The conversation about IRAs becomes a bit more complex when we have to think about what happens when a spouse passes on, too, and the IRA is passed down to the next generation.
A recent Supreme Court decision added a new wrinkle. In 2014, they ruled that inherited IRAs are not protected from creditors, since they are not considered the beneficiary's retirement funds. The court reasoning was based on some key differences between an active IRA and an inherited one, the most important ones being that the beneficiary cannot contribute to an inherited IRA, is required to withdrawal money from the accounts, and can withdrawal the full balance of the account without any penalty.
This court decision has added one more bullet point to the extensive conversation advisors have with their clients over their financial legacy.

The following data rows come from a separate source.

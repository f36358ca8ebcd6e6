use futures::TryStreamExt as _;
use reqwest::header::{ACCEPT, CONTENT_TYPE};
use tracing::debug;

use crate::config::ClientConfig;
use crate::errors::TransportError;
use crate::model::StreamRequest;

use super::{ByteStream, QueryTransport};

const API_KEY_HEADER: &str = "X-API-Key";
const MAX_ERROR_BODY: usize = 512;

/// `POST {api_base}/query/stream` over reqwest.
pub struct HttpTransport {
    client: reqwest::Client,
    url: String,
}

impl HttpTransport {
    /// Builds a transport for `config.api_base`.
    ///
    /// No client-level timeout is set: the first-byte limit is enforced by the
    /// query client and the body may stream for as long as the server needs.
    pub fn new(config: &ClientConfig) -> Result<Self, TransportError> {
        let client = reqwest::Client::builder()
            .build()
            .map_err(|e| TransportError::Other(format!("failed to build HTTP client: {e}")))?;
        Ok(Self::with_client(client, config))
    }

    pub fn with_client(client: reqwest::Client, config: &ClientConfig) -> Self {
        Self {
            client,
            url: config.stream_url(),
        }
    }

    pub fn url(&self) -> &str {
        &self.url
    }
}

#[async_trait::async_trait]
impl QueryTransport for HttpTransport {
    async fn open(
        &self,
        request: &StreamRequest,
        api_key: &str,
    ) -> Result<ByteStream, TransportError> {
        debug!(
            event = "http.stream_request",
            url = %self.url,
            question_len = request.question.len() as u64,
            has_session = request.session_id.is_some()
        );
        let response = self
            .client
            .post(&self.url)
            .header(CONTENT_TYPE, "application/json")
            .header(ACCEPT, "text/event-stream")
            .header(API_KEY_HEADER, api_key)
            .json(request)
            .send()
            .await
            .map_err(|e| TransportError::from_reqwest(&e))?;

        let status = response.status();
        if !status.is_success() {
            let body = response
                .text()
                .await
                .unwrap_or_else(|_| "<unreadable body>".to_string());
            return Err(TransportError::status(status.as_u16(), truncate(body)));
        }
        debug!(event = "http.stream_opened", status = status.as_u16());

        let body = response
            .bytes_stream()
            .map_err(|e| TransportError::ConnectionReset(format!("stream read failed: {e}")));
        Ok(Box::pin(body))
    }
}

fn truncate(mut body: String) -> String {
    if body.len() > MAX_ERROR_BODY {
        let mut cut = MAX_ERROR_BODY;
        while !body.is_char_boundary(cut) {
            cut -= 1;
        }
        body.truncate(cut);
        body.push_str("... [truncated]");
    }
    body
}

#[cfg(test)]
mod tests {
    use super::*;

    #[test]
    fn truncate_respects_char_boundaries() {
        let body = "é".repeat(400);
        let cut = truncate(body);
        assert!(cut.ends_with("... [truncated]"));
        assert!(cut.len() <= MAX_ERROR_BODY + "... [truncated]".len());
    }

    #[test]
    fn url_is_derived_from_api_base() {
        let transport =
            HttpTransport::new(&ClientConfig::new("http://127.0.0.1:9/api/v1")).expect("build");
        assert_eq!(transport.url(), "http://127.0.0.1:9/api/v1/query/stream");
    }
}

Have your beneficiaries run into significant issues with debt and creditors? Have they taken out a substantial loan? Are they gamblers? Do they find it hard to resist purchasing luxury items?
If the answer to any of those questions is “Yes,” it’s time to investigate other protected places to shelter your wealth.
While trusts come with trustee fees , legal fees, and considerable administrative burdens, they provide the grantor the power to control distributions to the beneficiary, and thus have control from beyond the grave. Trust assets are also much better protected from creditors and the beneficiaries themselves, especially with the inclusion of a spendthrift provision. Adding this clause to the trust will make it nearly impossible for the beneficiary to move the principal at his or her discretion. As a result, the funds, for example, can’t be used as collateral for a loan, or taken by creditors if the beneficiary defaults. (As an aside, trusts can also help protect physical assets, like a vacation home.)
2. Trusteed IRAs
This is an option that lives somewhere in between an IRA and a trust. It’s an IRA that incorporates many trust provisions. It allows you to restrict the payout from the IRA, and allows the trustee to make additional distributions to the beneficiary for purposes of their health, education, maintenance and support. It also allows you to identify contingent beneficiaries that can’t be changed by the primary beneficiary. It’s important to note that not many custodians offer trusteed IRAs, so they’re not widely available.
The Supreme Court ruling has definitely created yet another important thing to think about for those planning to leave a legacy for future generations. You spend most of your life building your wealth and you want to ensure your children—and maybe even their children—can benefit from your life of hard work.
For many, an inherited IRA is the easiest and less restrictive solution. But, for those who have concerns about their beneficiaries’ ability to manage money on their own, a trust or a trusteed IRA are two effective ways to protect your legacy by limiting access to the funds and continuing to help them long after you’re gone.
Is an inherited IRA for your non-spousal beneficiaries, the right way to pass on your wealth or should you consider another option that will protect your beneficiaries from external forces and from themselves?